• _PROBLEM DETAILS_
Only lines holding "offset" are needed; copy each of them from the data below.

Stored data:
****************
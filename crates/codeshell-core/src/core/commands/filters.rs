//! Text filters shared by file operands and piped input (grep, head, tail, wc).

use regex::{Regex, RegexBuilder};

use crate::core::error::{ShellError, ShellResult};

/// Compile a `grep` pattern.
pub fn compile_pattern(pattern: &str, ignore_case: bool) -> ShellResult<Regex> {
    RegexBuilder::new(pattern)
        .case_insensitive(ignore_case)
        .build()
        .map_err(|_| ShellError::InvalidPattern(pattern.to_string()))
}

/// Lines of `text` matching `pattern`.
pub fn grep(pattern: &Regex, text: &str) -> Vec<String> {
    text.lines()
        .filter(|line| pattern.is_match(line))
        .map(str::to_string)
        .collect()
}

/// First `n` lines.
pub fn head(text: &str, n: usize) -> Vec<String> {
    text.lines().take(n).map(str::to_string).collect()
}

/// Last `n` lines.
pub fn tail(text: &str, n: usize) -> Vec<String> {
    let lines: Vec<&str> = text.lines().collect();
    let start = lines.len().saturating_sub(n);
    lines[start..].iter().map(|s| s.to_string()).collect()
}

/// Line, word and byte counts.
pub fn word_count(text: &str) -> (usize, usize, usize) {
    (
        text.lines().count(),
        text.split_whitespace().count(),
        text.len(),
    )
}
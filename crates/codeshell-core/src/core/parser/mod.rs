//! Command-line parser with quoting, variables, pipes and redirection.
//!
//! Supports:
//! - Quote handling: `"string with spaces"`, `'literal string'`
//! - Variable expansion: `$VAR`, `${VAR}` via [`parse_with_env`]
//! - Pipe operator: `cmd1 | cmd2 | cmd3`
//! - Redirection: `cmd > file`, `cmd >> file`

mod lexer;

pub use lexer::{Lexer, Token};

use std::collections::BTreeMap;

use serde::{Deserialize, Serialize};
use thiserror::Error;

// =============================================================================
// Parse Error
// =============================================================================

/// Structured error type for parsing failures. Positions are token indices.
#[derive(Debug, Clone, PartialEq, Eq, Error)]
pub enum ParseError {
    /// Blank input
    #[error("empty command")]
    Empty,
    /// Pipe at the beginning of a stage: `| grep foo`, `ls | | wc`
    #[error("unexpected '|' at token {}", .position + 1)]
    UnexpectedPipe { position: usize },
    /// Pipe at the end with no following command: `ls |`
    #[error("unexpected end after '|' at token {}", .position + 1)]
    TrailingPipe { position: usize },
    /// `>` or `>>` not followed by a word: `echo hi >`
    #[error("missing redirect target after token {}", .position + 1)]
    MissingRedirectTarget { position: usize },
    /// Redirect without a command: `> out.txt`
    #[error("missing command before token {}", .position + 1)]
    MissingCommand { position: usize },
}

// =============================================================================
// Command Representation
// =============================================================================

/// How a redirect writes its target.
#[derive(Debug, Clone, Copy, PartialEq, Eq, Serialize, Deserialize)]
pub enum RedirectMode {
    /// `>`: replace the content
    Truncate,
    /// `>>`: append to the content
    Append,
}

/// Output redirection of a command.
#[derive(Debug, Clone, PartialEq, Eq)]
pub struct Redirect {
    pub mode: RedirectMode,
    /// As written; resolved against the working directory on execution
    pub target: String,
}

/// A parsed command line: a command, its arguments, and optionally the
/// command its output is piped into.
#[derive(Debug, Clone, PartialEq, Eq)]
pub struct ParsedCommand {
    pub command: String,
    pub args: Vec<String>,
    pub pipe: Option<Box<ParsedCommand>>,
    pub redirect: Option<Redirect>,
}

impl ParsedCommand {
    /// The stages of the pipe chain, left to right.
    pub fn stages(&self) -> Stages<'_> {
        Stages {
            next: Some(self),
        }
    }
}

/// Iterator over a pipe chain.
pub struct Stages<'a> {
    next: Option<&'a ParsedCommand>,
}

impl<'a> Iterator for Stages<'a> {
    type Item = &'a ParsedCommand;

    fn next(&mut self) -> Option<Self::Item> {
        let current = self.next?;
        self.next = current.pipe.as_deref();
        Some(current)
    }
}

// =============================================================================
// Parser
// =============================================================================

/// Parse a command line, leaving `$VAR` references as written.
pub fn parse(line: &str) -> Result<ParsedCommand, ParseError> {
    parse_tokens(Lexer::new(line).tokenize(), 0)
}

/// Parse a command line, expanding `$VAR` references from `env`.
pub fn parse_with_env(
    line: &str,
    env: &BTreeMap<String, String>,
) -> Result<ParsedCommand, ParseError> {
    parse_tokens(Lexer::new(line).with_env(env).tokenize(), 0)
}

/// `offset` is the index of `tokens[0]` in the full line.
fn parse_tokens(mut tokens: Vec<Token>, offset: usize) -> Result<ParsedCommand, ParseError> {
    if tokens.is_empty() {
        return Err(ParseError::Empty);
    }

    let pipe = match tokens.iter().position(|t| *t == Token::Pipe) {
        Some(0) => return Err(ParseError::UnexpectedPipe { position: offset }),
        Some(idx) => {
            let right = tokens.split_off(idx + 1);
            tokens.pop();
            if right.is_empty() {
                return Err(ParseError::TrailingPipe {
                    position: offset + idx,
                });
            }
            Some(Box::new(parse_tokens(right, offset + idx + 1)?))
        }
        None => None,
    };

    let mut words = Vec::new();
    let mut redirect = None;
    let mut iter = tokens.into_iter().enumerate();
    while let Some((idx, token)) = iter.next() {
        match token {
            Token::Word(word) => words.push(word),
            Token::Redirect(mode) => match iter.next() {
                Some((_, Token::Word(target))) => redirect = Some(Redirect { mode, target }),
                _ => {
                    return Err(ParseError::MissingRedirectTarget {
                        position: offset + idx,
                    });
                }
            },
            // split off above
            Token::Pipe => {}
        }
    }

    let mut words = words.into_iter();
    let command = words
        .next()
        .ok_or(ParseError::MissingCommand { position: offset })?;

    Ok(ParsedCommand {
        command,
        args: words.collect(),
        pipe,
        redirect,
    })
}

// =============================================================================
// Tests
// =============================================================================

#[cfg(test)]
mod tests {
    use super::*;

    #[test]
    fn test_simple_command() {
        let cmd = parse("ls -la /src").unwrap();
        assert_eq!(cmd.command, "ls");
        assert_eq!(cmd.args, vec!["-la", "/src"]);
        assert!(cmd.pipe.is_none());
        assert!(cmd.redirect.is_none());
    }

    #[test]
    fn test_parse_pipeline() {
        let cmd = parse("cat App.jsx | grep use | head -5").unwrap();
        let names: Vec<_> = cmd.stages().map(|c| c.command.as_str()).collect();
        assert_eq!(names, vec!["cat", "grep", "head"]);
        let grep = cmd.pipe.as_deref().unwrap();
        assert_eq!(grep.args, vec!["use"]);
        assert_eq!(grep.pipe.as_deref().unwrap().args, vec!["-5"]);
    }

    #[test]
    fn test_redirects() {
        let cmd = parse("echo hello world > out.txt").unwrap();
        assert_eq!(cmd.args, vec!["hello", "world"]);
        assert_eq!(
            cmd.redirect,
            Some(Redirect {
                mode: RedirectMode::Truncate,
                target: "out.txt".to_string(),
            })
        );

        let cmd = parse("echo more >> ../notes.txt").unwrap();
        let redirect = cmd.redirect.unwrap();
        assert_eq!(redirect.mode, RedirectMode::Append);
        assert_eq!(redirect.target, "../notes.txt");
    }

    #[test]
    fn test_redirect_belongs_to_its_stage() {
        let cmd = parse("echo a > x | cat").unwrap();
        assert!(cmd.redirect.is_some());
        assert!(cmd.pipe.unwrap().redirect.is_none());

        let cmd = parse("cat a | grep b > hits.txt").unwrap();
        assert!(cmd.redirect.is_none());
        assert_eq!(cmd.pipe.unwrap().redirect.unwrap().target, "hits.txt");
    }

    #[test]
    fn test_syntax_errors() {
        assert_eq!(parse("   "), Err(ParseError::Empty));
        assert_eq!(parse("| grep x"), Err(ParseError::UnexpectedPipe { position: 0 }));
        assert_eq!(parse("ls |"), Err(ParseError::TrailingPipe { position: 1 }));
        assert_eq!(
            parse("ls | | wc"),
            Err(ParseError::UnexpectedPipe { position: 2 })
        );
        assert_eq!(
            parse("echo hi >"),
            Err(ParseError::MissingRedirectTarget { position: 2 })
        );
        assert_eq!(
            parse("echo hi > | cat"),
            Err(ParseError::MissingRedirectTarget { position: 2 })
        );
        assert_eq!(
            parse("> out.txt"),
            Err(ParseError::MissingCommand { position: 0 })
        );
    }

    #[test]
    fn test_parse_with_env() {
        let env = BTreeMap::from([("DIR".to_string(), "/public".to_string())]);
        let cmd = parse_with_env("ls $DIR", &env).unwrap();
        assert_eq!(cmd.args, vec!["/public"]);
        let cmd = parse("ls $DIR").unwrap();
        assert_eq!(cmd.args, vec!["$DIR"]);
    }

    #[test]
    fn test_error_display() {
        assert_eq!(
            ParseError::TrailingPipe { position: 1 }.to_string(),
            "unexpected end after '|' at token 2"
        );
    }
}
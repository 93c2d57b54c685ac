//! Core logic of the shell.
//!
//! This module provides:
//! - [`VirtualFileTree`] in-memory nodes and [`Workspace`] persisted mutations
//! - [`parse`] for command lines and [`execute`] against a [`TerminalSession`]
//! - [`SessionManager`] for independent terminals
//! - [`autocomplete`] and [`get_hint`] for tab completion

mod autocomplete;
pub mod commands;
pub mod env;
pub mod error;
pub mod filesystem;
pub mod parser;
pub mod path;
pub mod session;
mod sessions;
pub mod store;
pub mod workspace;

pub use autocomplete::{AutocompleteResult, autocomplete, hint as get_hint};
pub use commands::{Command, ExecOutcome, execute};
pub use error::{ErrorKind, PersistenceError, ShellError, ShellResult};
pub use filesystem::VirtualFileTree;
pub use parser::{ParsedCommand, parse, parse_with_env};
pub use path::resolve;
pub use session::TerminalSession;
pub use sessions::SessionManager;
pub use store::{FileRecord, FolderRecord, MemoryStore, PersistenceStore, StoreOp, StoreSnapshot};
pub use workspace::Workspace;
//! Terminal-related data types for session history.

use serde::{Deserialize, Serialize};

/// Kind of a history entry.
#[derive(Clone, Copy, Debug, PartialEq, Eq, Serialize, Deserialize)]
#[serde(rename_all = "lowercase")]
pub enum EntryKind {
    /// Submitted command line
    Command,
    /// Plain output
    Output,
    /// Error message
    Error,
}

/// A single line of a terminal session's history.
#[derive(Clone, Debug, PartialEq, Eq, Serialize, Deserialize)]
pub struct HistoryEntry {
    pub kind: EntryKind,
    pub content: String,
    /// Unix milliseconds
    pub timestamp: i64,
}

impl HistoryEntry {
    pub fn command(content: impl Into<String>) -> Self {
        Self::new(EntryKind::Command, content)
    }

    pub fn output(content: impl Into<String>) -> Self {
        Self::new(EntryKind::Output, content)
    }

    pub fn error(content: impl Into<String>) -> Self {
        Self::new(EntryKind::Error, content)
    }

    fn new(kind: EntryKind, content: impl Into<String>) -> Self {
        Self {
            kind,
            content: content.into(),
            timestamp: crate::utils::now_millis(),
        }
    }
}

/// Run state of a session.
///
/// `Idle -> Running -> {Succeeded, Failed}`; the next submission starts over.
#[derive(Clone, Copy, Debug, Default, PartialEq, Eq, Serialize, Deserialize)]
pub enum ExecState {
    #[default]
    Idle,
    Running,
    Succeeded,
    Failed,
}

/// Arrow-key direction for command recall.
#[derive(Clone, Copy, Debug, PartialEq, Eq)]
pub enum RecallDirection {
    /// Toward older commands
    Up,
    /// Toward newer commands
    Down,
}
****************
• _SOLUTION BELOW_
/// `offset` is the index of `tokens[0]` in the full line.
fn parse_tokens(mut tokens: Vec<Token>, offset: usize) -> Result<ParsedCommand, ParseError> {
        Some(0) => return Err(ParseError::UnexpectedPipe { position: offset }),
                    position: offset + idx,
            Some(Box::new(parse_tokens(right, offset + idx + 1)?))
                        position: offset + idx,
        .ok_or(ParseError::MissingCommand { position: offset })?;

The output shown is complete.